I was perusing the Apache httpd manual online and came across a directive for enabling this. Found a description in the man page for tcp
:
TCP_DEFER_ACCEPT (since Linux 2.4)
Allow a listener to be awakened only when data arrives on the
socket. Takes an integer value (seconds), this can bound the
maximum number of attempts TCP will make to complete the
connection. This option should not be used in code intended
to be portable.
Then I found this article but I'm still unclear what kind of workloads this would be useful for. I'm assuming that if httpd
has an option specifically for this, it must have some relevance to web servers. I'm also assuming from the fact it's an option and not just how httpd
does network connections, that there are use cases where you want it and others where you don't.
Even after reading the article, I'm unclear on what the advantage to waiting for the three way handshake to complete would be.
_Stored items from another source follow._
use std::fmt::Write as _;

use crate::foundation::color::Color;

/// Serialized vector document produced by the layout engine.
#[derive(Clone, Debug, PartialEq, Eq)]
pub struct VectorDocument {
    svg: String,
    width: u32,
    height: u32,
}

impl VectorDocument {
    /// Declared document width in pixels.
    pub fn width(&self) -> u32 {
        self.width
    }

    /// Declared document height in pixels.
    pub fn height(&self) -> u32 {
        self.height
    }

    /// SVG markup.
    pub fn as_str(&self) -> &str {
        &self.svg
    }

    /// SVG markup as UTF-8 bytes.
    pub fn into_bytes(self) -> Vec<u8> {
        self.svg.into_bytes()
    }
}

/// Geometry of one painted rectangle.
#[derive(Clone, Copy, Debug)]
pub(crate) struct RectPaint {
    pub(crate) x: f32,
    pub(crate) y: f32,
    pub(crate) w: f32,
    pub(crate) h: f32,
    pub(crate) radius: f32,
}

/// Append-only SVG markup builder with fixed number formatting.
pub(crate) struct SvgWriter {
    out: String,
    width: u32,
    height: u32,
}

impl SvgWriter {
    pub(crate) fn new(width: u32, height: u32) -> Self {
        let mut out = String::with_capacity(1024);
        let _ = write!(
            out,
            r#"<svg xmlns="http://www.w3.org/2000/svg" width="{width}" height="{height}" viewBox="0 0 {width} {height}">"#
        );
        Self { out, width, height }
    }

    pub(crate) fn open_group(&mut self, opacity: f32) {
        let _ = write!(self.out, r#"<g opacity="{}">"#, num(opacity));
    }

    pub(crate) fn close_group(&mut self) {
        self.out.push_str("</g>");
    }

    pub(crate) fn fill_rect(&mut self, r: RectPaint, fill: Color) {
        if fill.is_transparent() || r.w <= 0.0 || r.h <= 0.0 {
            return;
        }
        self.rect_open(r);
        let _ = write!(self.out, r#" fill="{}""#, fill.to_hex_rgb());
        if fill.a != 255 {
            let _ = write!(self.out, r#" fill-opacity="{}""#, num(fill.alpha_f32()));
        }
        self.out.push_str("/>");
    }

    /// Border drawn inside the box: the stroke is centered on a rect inset by half its width.
    pub(crate) fn stroke_rect(&mut self, r: RectPaint, width: f32, stroke: Color) {
        if stroke.is_transparent() || width <= 0.0 {
            return;
        }
        let half = width * 0.5;
        let inset = RectPaint {
            x: r.x + half,
            y: r.y + half,
            w: (r.w - width).max(0.0),
            h: (r.h - width).max(0.0),
            radius: (r.radius - half).max(0.0),
        };
        self.rect_open(inset);
        let _ = write!(
            self.out,
            r#" fill="none" stroke="{}" stroke-width="{}""#,
            stroke.to_hex_rgb(),
            num(width)
        );
        if stroke.a != 255 {
            let _ = write!(self.out, r#" stroke-opacity="{}""#, num(stroke.alpha_f32()));
        }
        self.out.push_str("/>");
    }

    #[allow(clippy::too_many_arguments)]
    pub(crate) fn text(
        &mut self,
        x: f32,
        baseline: f32,
        family: &str,
        size: f32,
        weight: u16,
        fill: Color,
        content: &str,
    ) {
        if fill.is_transparent() {
            return;
        }
        let _ = write!(
            self.out,
            r#"<text x="{}" y="{}" font-family="{}" font-size="{}" font-weight="{weight}" fill="{}""#,
            num(x),
            num(baseline),
            escape(family),
            num(size),
            fill.to_hex_rgb()
        );
        if fill.a != 255 {
            let _ = write!(self.out, r#" fill-opacity="{}""#, num(fill.alpha_f32()));
        }
        let _ = write!(self.out, r#" xml:space="preserve">{}</text>"#, escape(content));
    }

    fn rect_open(&mut self, r: RectPaint) {
        let _ = write!(
            self.out,
            r#"<rect x="{}" y="{}" width="{}" height="{}""#,
            num(r.x),
            num(r.y),
            num(r.w),
            num(r.h)
        );
        let radius = r.radius.min(r.w * 0.5).min(r.h * 0.5);
        if radius > 0.0 {
            let _ = write!(self.out, r#" rx="{}""#, num(radius));
        }
    }

    pub(crate) fn finish(mut self) -> VectorDocument {
        self.out.push_str("</svg>");
        VectorDocument {
            svg: self.out,
            width: self.width,
            height: self.height,
        }
    }
}

/// Two-decimal formatting with trailing zeros stripped; `-0` prints as `0`.
pub(crate) fn num(v: f32) -> String {
    let rounded = (v * 100.0).round() / 100.0;
    let mut s = format!("{rounded:.2}");
    while s.ends_with('0') {
        s.pop();
    }
    if s.ends_with('.') {
        s.pop();
    }
    if s == "-0" {
        s = "0".to_owned();
    }
    s
}

fn escape(s: &str) -> String {
    let mut out = String::with_capacity(s.len());
    for c in s.chars() {
        match c {
            '&' => out.push_str("&amp;"),
            '<' => out.push_str("&lt;"),
            '>' => out.push_str("&gt;"),
            '"' => out.push_str("&quot;"),
            '\'' => out.push_str("&apos;"),
            _ => out.push(c),
        }
    }
    out
}

#[cfg(test)]
#[path = "../../tests/unit/layout/svg.rs"]
mod tests;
It would seem advantageous to ensure it's not going to need to swap-in the relevant httpd
instance by doing so while the handshake is still going on instead of potentially causing that delay after a connection is formed.
For the article, it would also seem to me that no matter the TCP_DEFER_ACCEPT
status of a socket, you're still going to need four packets (handshake then data in each case). I don't know how they get the count down to three, nor how that provides a meaningful enhancement.
So my question is basically: Is this just an old obsolete option or is there an actual use case for this option?